No podía, en este mi blog, ignorar el rey de los juegos de cartas, al menos en Euskadi: el mus. Me es imposible imaginar cómo sería esa cafetería de peritos sin partidas de mus. Sin esos reyes, esas pitas, esos órdagos a todo volumen... El mus es el deporte rey (porque si el ajedrez es un deporte, a ver porqué coño no lo puede ser el mus) de las cafeterías de universidades, de las cenas de cuadrillas (de chicos), en fin. Pero, ¿porqué el mus es algo más que un juego?
En primer lugar. La pareja de mus es sagrada, inviolable, es para toda la vida. Es incluso más importante que la pareja sentimental. Ponerle los cuernos a tu pareja de mus, a no ser que hubiese un previo acuerdo, supone un duro revés para cualquier jugador. Hay parejas más liberales, y otras más cerradas, pero en fin, en general está mal visto. El azar tiene cierta importancia en el mus, pero aún es más importante la estrategia, saber engañar al contrario y la habilidad de jugar las cartas. Os habla el campeón de invierno de Federico Baraibar 2004. Qué paliza les dimos el Pinedo y yo a esa panda de mangarranes como el alzola, argote, álvaro, aguinaga, gorka... Ni puta idea de jugar al mus tienen, oyes.
Elementos importantes a la hora de una partida de mus:
El orujo de hierbas: sin duda, fundamental. No siempre se tiene la suerte de tener a mano una de esas botellas de preciado maná verde, pero con ella, el mus se hace mucho más placentero. Y no digamos delirante cuando los chupitos se van acumulando en el hígado...

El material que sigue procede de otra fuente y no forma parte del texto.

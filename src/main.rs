//! Telegram Scraper CLI - main entry point

use clap::{Parser, Subcommand};
use std::net::SocketAddr;
use std::path::PathBuf;
use std::time::Instant;
use tracing_subscriber::EnvFilter;

use telegram_scraper::config::{SINGLE_CHANNEL_BATCH_SIZE, SINGLE_CHANNEL_LIMIT};
use telegram_scraper::{commands, metrics, Config, Error};
use tracing::warn;

#[derive(Parser)]
#[command(name = "telegram_scraper")]
#[command(about = "Scrape Telegram channel history into JSON files", long_about = None)]
#[command(version)]
struct Cli {
    /// Path to config.yml (default: ./config.yml, then ../config.yml)
    #[arg(short, long, env = "SCRAPER_CONFIG")]
    config: Option<PathBuf>,

    /// Address to expose Prometheus metrics (e.g., 0.0.0.0:9898)
    #[arg(long, env = "METRICS_ADDR")]
    metrics_addr: Option<String>,

    #[command(subcommand)]
    command: Commands,
}

#[derive(Subcommand)]
enum Commands {
    /// Scrape channels in order, skipping the ones already done
    Scrape {
        /// Channel handles (default: channels from config)
        channels: Vec<String>,

        /// Maximum number of messages per channel
        #[arg(short, long)]
        max_messages: Option<usize>,

        /// Messages per history request
        #[arg(short, long)]
        batch_size: Option<usize>,

        /// Output directory for channel files and the checkpoint
        #[arg(short, long)]
        data_dir: Option<PathBuf>,
    },

    /// Scrape one channel, always overwriting its output file
    ScrapeOne {
        /// Channel handle
        channel: String,

        /// Maximum number of messages
        #[arg(short, long, default_value_t = SINGLE_CHANNEL_LIMIT)]
        limit: usize,

        /// Messages per history request
        #[arg(short, long, default_value_t = SINGLE_CHANNEL_BATCH_SIZE)]
        batch_size: usize,
    },

    /// Show which channels are done and which are pending
    Status {
        /// Channel handles (default: channels from config)
        channels: Vec<String>,
    },
}

impl Commands {
    fn name(&self) -> &'static str {
        match self {
            Commands::Scrape { .. } => "scrape",
            Commands::ScrapeOne { .. } => "scrape_one",
            Commands::Status { .. } => "status",
        }
    }
}

#[tokio::main]
async fn main() -> anyhow::Result<()> {
    // Load .env for local development
    let _ = dotenvy::dotenv();

    // Initialize logging
    tracing_subscriber::fmt()
        .with_env_filter(
            EnvFilter::from_default_env().add_directive("telegram_scraper=info".parse()?),
        )
        .init();

    let cli = Cli::parse();

    if let Some(addr) = cli.metrics_addr.as_deref() {
        match addr.parse::<SocketAddr>() {
            Ok(socket) => metrics::spawn_metrics_server(socket),
            Err(err) => warn!(%addr, "Invalid metrics address: {}", err),
        }
    }

    let config = Config::load(cli.config.as_deref())?;

    let command_name = cli.command.name();
    metrics::record_command_start(command_name);
    let start = Instant::now();

    let result = execute_command(cli.command, config).await;

    metrics::record_command_result(command_name, start.elapsed(), result.is_ok());

    match result {
        Err(Error::Cancelled) => {
            println!("\n✗ Scraping interrupted by user");
            println!("Completed channels are saved in the checkpoint");
            Ok(())
        }
        other => other.map_err(Into::into),
    }
}

async fn execute_command(command: Commands, config: Config) -> telegram_scraper::Result<()> {
    match command {
        Commands::Scrape {
            channels,
            max_messages,
            batch_size,
            data_dir,
        } => {
            let args = commands::ScrapeArgs {
                channels,
                max_messages,
                batch_size,
                data_dir,
            };
            commands::scrape::run(config, args, commands::cancel_on_signal()).await?;
        }
        Commands::ScrapeOne {
            channel,
            limit,
            batch_size,
        } => {
            commands::scrape_one::run(
                &config,
                &channel,
                limit,
                batch_size,
                commands::cancel_on_signal(),
            )
            .await?;
        }
        Commands::Status { channels } => {
            commands::status::run(&config, &channels)?;
        }
    }

    Ok(())
}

El puro: este sí que es indispensable. Si no hay, pues cigarros. Pero una partida de mus, siempre es mucho mejor con un buen puro entre los dientes. Y otro para el final: el llamado humo de la victoria (en caso de ganar, claro está).
Los cuatro reyes: más que nada para dejar que se vaya la mayor y pegar órdago a chica. Eso es jugar con dos cojones, como un verdadero jugador. No sería la primera vez ni la última en desaprovechar una mano así.
Las chorradas: comentarios estúpidos pero graciosos, como los típicos "ya me están entrando todo reyes", "dúples sí" (en lugar de pares sí), "órdago a mayor sin verlas", "con cuatro ases, órdago a mayor", "tengo la real de mano" (en el juego), etc... Son básicos para reírse un poco.
Los mirones: no molestan y dan tabaco, además de poder lucirte delante de ellos (y también cagarla, por supuesto). Normalmente es alguna pareja que espera su turno o el sobrante si están 5 personas para jugar al mus, amén de desconocidos que se acerquen a ver tal espectáculo.
En resumen, I LOVE MUS. Este es mi homenaje para ese juego en el que tantas horas de mi vida e invertido.